Is it Github Cloud or Enterprise?

realhuseyn commented 3 weeks ago

@klesh noo :D I am using Github Cloud Enterprise

klesh commented 2 weeks ago

@realhuseyn Could you try using multiple PATs(from different Github accounts) and see if it helps?

realhuseyn commented 2 weeks ago

@klesh I will try. Currently, I am using two different PAT. I will add a new one

realhuseyn commented 2 weeks ago

@klesh I tried. I have added 3 PATs and my pipeline works normally. But I want to use Github App, because it has more rate limits than PAT.

ksarabi-sp commented 1 week ago
  1. Did the GraphQL enabled on the GitHub connection page?
  2. Were there concurrently pipelines running at them same time?

@klesh I am using Github enterprise 3.14 and do not have any rate limit, but still have this issue when using it for our GHE.

klesh commented 1 week ago

@klesh I tried. I have added 3 PATs and my pipeline works normally. But I want to use Github App, because it has more rate limits than PAT.

@realhuseyn I completely agree! It would be fantastic if someone could address and resolve this issue.

klesh commented 1 week ago
  1. Did the GraphQL enabled on the GitHub connection page?
  2. Were there concurrently pipelines running at them same time?

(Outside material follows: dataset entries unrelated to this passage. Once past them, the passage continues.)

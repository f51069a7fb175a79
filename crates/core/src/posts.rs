//! Post vocabulary: types, statuses, collaborator roles, slugs and the
//! status transition rule.
//!
//! Enums are persisted as their upper-case string form (`"BLOG"`,
//! `"DRAFT"`, `"OWNER"`, ...) in TEXT columns guarded by CHECK constraints.

use std::fmt;
use std::str::FromStr;

use serde::{Deserialize, Serialize};

use crate::error::CoreError;

/// Minimum post title length in characters.
pub const TITLE_MIN_LEN: usize = 3;

/// Maximum post title length in characters.
pub const TITLE_MAX_LEN: usize = 200;

/// Collaborator capacity (owner included) for [`PostType::Blog`].
pub const BLOG_COLLAB_LIMIT: i32 = 5;

/// Collaborator capacity (owner included) for [`PostType::CaseStudy`].
pub const CASE_STUDY_COLLAB_LIMIT: i32 = 4;

/// Length of the random suffix appended when a derived slug collides.
pub const SLUG_SUFFIX_LEN: usize = 6;

// ---------------------------------------------------------------------------
// Enums
// ---------------------------------------------------------------------------

macro_rules! string_enum {
    (
        $(#[$meta:meta])*
        $name:ident, $label:literal {
            $( $(#[$vmeta:meta])* $variant:ident => $text:literal ),+ $(,)?
        }
    ) => {
        $(#[$meta])*
        #[derive(Debug, Clone, Copy, PartialEq, Eq, Hash, Serialize, Deserialize)]
        pub enum $name {
            $( $(#[$vmeta])* #[serde(rename = $text)] $variant ),+
        }

        impl $name {
            /// All variants in declaration order.
            pub const ALL: &'static [$name] = &[$($name::$variant),+];

            /// The persisted / wire representation.
            pub fn as_str(self) -> &'static str {
                match self {
                    $( $name::$variant => $text ),+
                }
            }
        }

        impl fmt::Display for $name {
            fn fmt(&self, f: &mut fmt::Formatter<'_>) -> fmt::Result {
                f.write_str(self.as_str())
            }
        }

        impl FromStr for $name {
            type Err = CoreError;

            fn from_str(s: &str) -> Result<Self, Self::Err> {
                match s {
                    $( $text => Ok($name::$variant), )+
                    other => Err(CoreError::Validation(format!(
                        "Invalid {} '{other}'. Must be one of: {}",
                        $label,
                        [$($text),+].join(", ")
                    ))),
                }
            }
        }
    };
}

string_enum! {
    /// Kind of document; determines the collaborator capacity.
    PostType, "post type" {
        Blog => "BLOG",
        CaseStudy => "CASE_STUDY",
    }
}

string_enum! {
    /// Publication status. Only `DRAFT -> PUBLISHED` is ever allowed.
    PostStatus, "post status" {
        Draft => "DRAFT",
        Published => "PUBLISHED",
    }
}

string_enum! {
    /// Role of a user on a single post.
    CollabRole, "collaborator role" {
        Owner => "OWNER",
        Editor => "EDITOR",
        Commenter => "COMMENTER",
        Viewer => "VIEWER",
    }
}

impl PostType {
    /// Maximum number of collaborator rows (owner included) for this type.
    pub fn collab_limit(self) -> i32 {
        match self {
            PostType::Blog => BLOG_COLLAB_LIMIT,
            PostType::CaseStudy => CASE_STUDY_COLLAB_LIMIT,
        }
    }
}

// ---------------------------------------------------------------------------
// Status transitions
// ---------------------------------------------------------------------------

/// Check that a post may move from `current` to `requested`.
///
/// Staying in the same status is accepted as a no-op. The only real
/// transition is `DRAFT -> PUBLISHED`; unpublishing is rejected.
/// Ownership is checked separately by the permission layer.
pub fn validate_status_transition(
    current: PostStatus,
    requested: PostStatus,
) -> Result<(), CoreError> {
    match (current, requested) {
        (PostStatus::Draft, _) => Ok(()),
        (PostStatus::Published, PostStatus::Published) => Ok(()),
        (PostStatus::Published, PostStatus::Draft) => Err(CoreError::Validation(
            "A published post cannot be moved back to draft".into(),
        )),
    }
}

// ---------------------------------------------------------------------------
// Titles and slugs
// ---------------------------------------------------------------------------

/// Validate a post title (trimmed length within bounds).
pub fn validate_title(title: &str) -> Result<(), CoreError> {
    let len = title.trim().chars().count();
    if len < TITLE_MIN_LEN {
        return Err(CoreError::Validation(format!(
            "Title must be at least {TITLE_MIN_LEN} characters"
        )));
    }
    if len > TITLE_MAX_LEN {
        return Err(CoreError::Validation(format!(
            "Title must be at most {TITLE_MAX_LEN} characters"
        )));
    }
    Ok(())
}

/// Reduce arbitrary text to lowercase ASCII alphanumerics separated by
/// single hyphens, with no leading or trailing hyphen.
pub fn slugify(text: &str) -> String {
    let mut result = String::with_capacity(text.len());
    let mut prev_hyphen = true;
    for c in text.to_lowercase().chars() {
        if c.is_ascii_alphanumeric() {
            result.push(c);
            prev_hyphen = false;
        } else if !prev_hyphen {
            result.push('-');
            prev_hyphen = true;
        }
    }
    result.trim_end_matches('-').to_string()
}

/// Derive the slug for a new post from its title and creation instant
/// (Unix milliseconds), e.g. `launch-notes-1760601600000`.
pub fn post_slug(title: &str, created_at_millis: i64) -> String {
    slugify(&format!("{title}-{created_at_millis}"))
}

/// Append a short random lowercase suffix to a slug that collided.
pub fn slug_with_suffix(slug: &str) -> String {
    use rand::Rng;

    let suffix: String = rand::rng()
        .sample_iter(&rand::distr::Alphanumeric)
        .take(SLUG_SUFFIX_LEN)
        .map(|b| char::from(b).to_ascii_lowercase())
        .collect();
    format!("{slug}-{suffix}")
}

#[cfg(test)]
mod tests {
    use super::*;

    #[test]
    fn collab_limits_follow_post_type() {
        assert_eq!(PostType::Blog.collab_limit(), 5);
        assert_eq!(PostType::CaseStudy.collab_limit(), 4);
    }

    #[test]
    fn enums_parse_their_wire_form() {
        assert_eq!("BLOG".parse::<PostType>().unwrap(), PostType::Blog);
        assert_eq!("CASE_STUDY".parse::<PostType>().unwrap(), PostType::CaseStudy);
        assert_eq!("PUBLISHED".parse::<PostStatus>().unwrap(), PostStatus::Published);
        assert_eq!("COMMENTER".parse::<CollabRole>().unwrap(), CollabRole::Commenter);
    }

    #[test]
    fn enums_reject_unknown_and_lowercase() {
        let err = "blog".parse::<PostType>().unwrap_err();
        assert!(err.to_string().contains("Invalid post type"));
        assert!("ADMIN".parse::<CollabRole>().is_err());
    }

    #[test]
    fn serde_uses_upper_case_names() {
        let json = serde_json::to_string(&PostType::CaseStudy).unwrap();
        assert_eq!(json, "\"CASE_STUDY\"");
        let role: CollabRole = serde_json::from_str("\"EDITOR\"").unwrap();
        assert_eq!(role, CollabRole::Editor);
    }

    #[test]
    fn draft_can_be_published() {
        assert!(validate_status_transition(PostStatus::Draft, PostStatus::Published).is_ok());
        assert!(validate_status_transition(PostStatus::Draft, PostStatus::Draft).is_ok());
        assert!(
            validate_status_transition(PostStatus::Published, PostStatus::Published).is_ok()
        );
    }

    #[test]
    fn published_cannot_be_unpublished() {
        let err =
            validate_status_transition(PostStatus::Published, PostStatus::Draft).unwrap_err();
        assert!(matches!(err, CoreError::Validation(_)));
    }

    #[test]
    fn title_bounds() {
        assert!(validate_title("Launch Notes").is_ok());
        assert!(validate_title("abc").is_ok());
        assert!(validate_title("  ab  ").is_err());
        assert!(validate_title(&"x".repeat(201)).is_err());
        assert!(validate_title(&"x".repeat(200)).is_ok());
    }

    #[test]
    fn slugify_strips_symbols_and_collapses_hyphens() {
        assert_eq!(slugify("Launch Notes"), "launch-notes");
        assert_eq!(slugify("  Hello,   World!! "), "hello-world");
        assert_eq!(slugify("Café & Co."), "caf-co");
        assert_eq!(slugify("---"), "");
    }

    #[test]
    fn post_slug_embeds_timestamp() {
        assert_eq!(
            post_slug("Launch Notes", 1_760_601_600_000),
            "launch-notes-1760601600000"
        );
    }

    #[test]
    fn identical_titles_at_different_instants_get_distinct_slugs() {
        let a = post_slug("Same Title", 1_000);
        let b = post_slug("Same Title", 1_001);
        assert_ne!(a, b);
    }

    #[test]
    fn suffixed_slug_stays_url_safe() {
        let slug = slug_with_suffix("launch-notes-1");
        assert!(slug.starts_with("launch-notes-1-"));
        assert_eq!(slug.len(), "launch-notes-1-".len() + SLUG_SUFFIX_LEN);
        assert!(slug
            .chars()
            .all(|c| c.is_ascii_lowercase() || c.is_ascii_digit() || c == '-'));
    }
}
//! Upload limits and moderation vocabulary for images.

use serde::{Deserialize, Serialize};

use crate::error::CoreError;

/// Maximum accepted upload size (5 MiB).
pub const MAX_UPLOAD_BYTES: usize = 5 * 1024 * 1024;

/// Formats accepted for upload, as detected from the bytes.
pub const ALLOWED_FORMATS: &[&str] = &["png", "jpeg", "gif", "webp"];

/// Moderation status. New uploads start as `PENDING`; moderation itself
/// happens elsewhere.
#[derive(Debug, Clone, Copy, PartialEq, Eq, Serialize, Deserialize)]
#[serde(rename_all = "UPPERCASE")]
pub enum ImageStatus {
    Pending,
    Approved,
    Flagged,
}

impl ImageStatus {
    pub fn as_str(self) -> &'static str {
        match self {
            ImageStatus::Pending => "PENDING",
            ImageStatus::Approved => "APPROVED",
            ImageStatus::Flagged => "FLAGGED",
        }
    }
}

pub fn validate_upload_size(len: usize) -> Result<(), CoreError> {
    if len == 0 {
        return Err(CoreError::Validation("Uploaded file is empty".into()));
    }
    if len > MAX_UPLOAD_BYTES {
        return Err(CoreError::Validation(format!(
            "File too large: {len} bytes (max {MAX_UPLOAD_BYTES})"
        )));
    }
    Ok(())
}

pub fn validate_format(format: &str) -> Result<(), CoreError> {
    if ALLOWED_FORMATS.contains(&format) {
        Ok(())
    } else {
        Err(CoreError::Validation(format!(
            "Unsupported image format '{format}'. Must be one of: {}",
            ALLOWED_FORMATS.join(", ")
        )))
    }
}

/// File extension used for the stored object.
pub fn extension_for(format: &str) -> &'static str {
    match format {
        "jpeg" => "jpg",
        "gif" => "gif",
        "webp" => "webp",
        _ => "png",
    }
}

@klesh I am using Github enterprise 3.14 and do not have any rate limit, but still have this issue when using it for our GHE.

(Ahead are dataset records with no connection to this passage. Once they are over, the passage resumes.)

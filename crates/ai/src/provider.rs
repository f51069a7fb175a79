use async_trait::async_trait;
use serde::Serialize;

use crate::error::ProviderError;

/// Generation method a backend must advertise to be usable.
pub const CONTENT_GENERATION_METHOD: &str = "generateContent";

/// One backend (model) offered by a provider.
#[derive(Debug, Clone, PartialEq, Eq, Serialize)]
pub struct Backend {
    /// Identifier passed back to [`GenerationProvider::generate`].
    pub name: String,
    pub display_name: Option<String>,
    pub description: Option<String>,
    #[serde(skip)]
    pub supported_methods: Vec<String>,
}

impl Backend {
    pub fn supports_generation(&self) -> bool {
        self.supported_methods
            .iter()
            .any(|m| m == CONTENT_GENERATION_METHOD)
    }
}

/// An external text-generation service.
#[async_trait]
pub trait GenerationProvider: Send + Sync {
    /// All backends the provider currently offers, in its own order.
    async fn list_backends(&self) -> Result<Vec<Backend>, ProviderError>;

    /// Run one generation against `backend`.
    async fn generate(&self, backend: &str, prompt: &str) -> Result<String, ProviderError>;
}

@ksarabi-sp That seems unusual. Your logs indicate that your GHE was rejecting API requests due to rate limiting. Perhaps you could write a simple script to make concurrent API requests and check if the same error occurs. You can determine the request rate by searching for “interval” in the log.

ksarabi-sp commented 6 days ago
  1. Did the GraphQL enabled on the GitHub connection page?
  2. Were there concurrently pipelines running at them same time?

@klesh I am using Github enterprise 3.14 and do not have any rate limit, but still have this issue when using it for our GHE.

@ksarabi-sp That seems unusual. Your logs indicate that your GHE was rejecting API requests due to rate limiting. Perhaps you could write a simple script to make concurrent API requests and check if the same error occurs. You can determine the request rate by searching for “interval” in the log.

@klesh are you sure it is getting API limit from GHE? since we do not have API limit in our GHE server, where in GHE we can see if there is any API limit? is it possible that calling API in Github.com?

klesh commented 5 days ago

@ksarabi-sp I took another look at the code , and it seems like it is assuming there is rate limit anyway. Can you try setting some sort of rate-limit, like 5000/hour, and see if the problem is gone? There may be a bug here.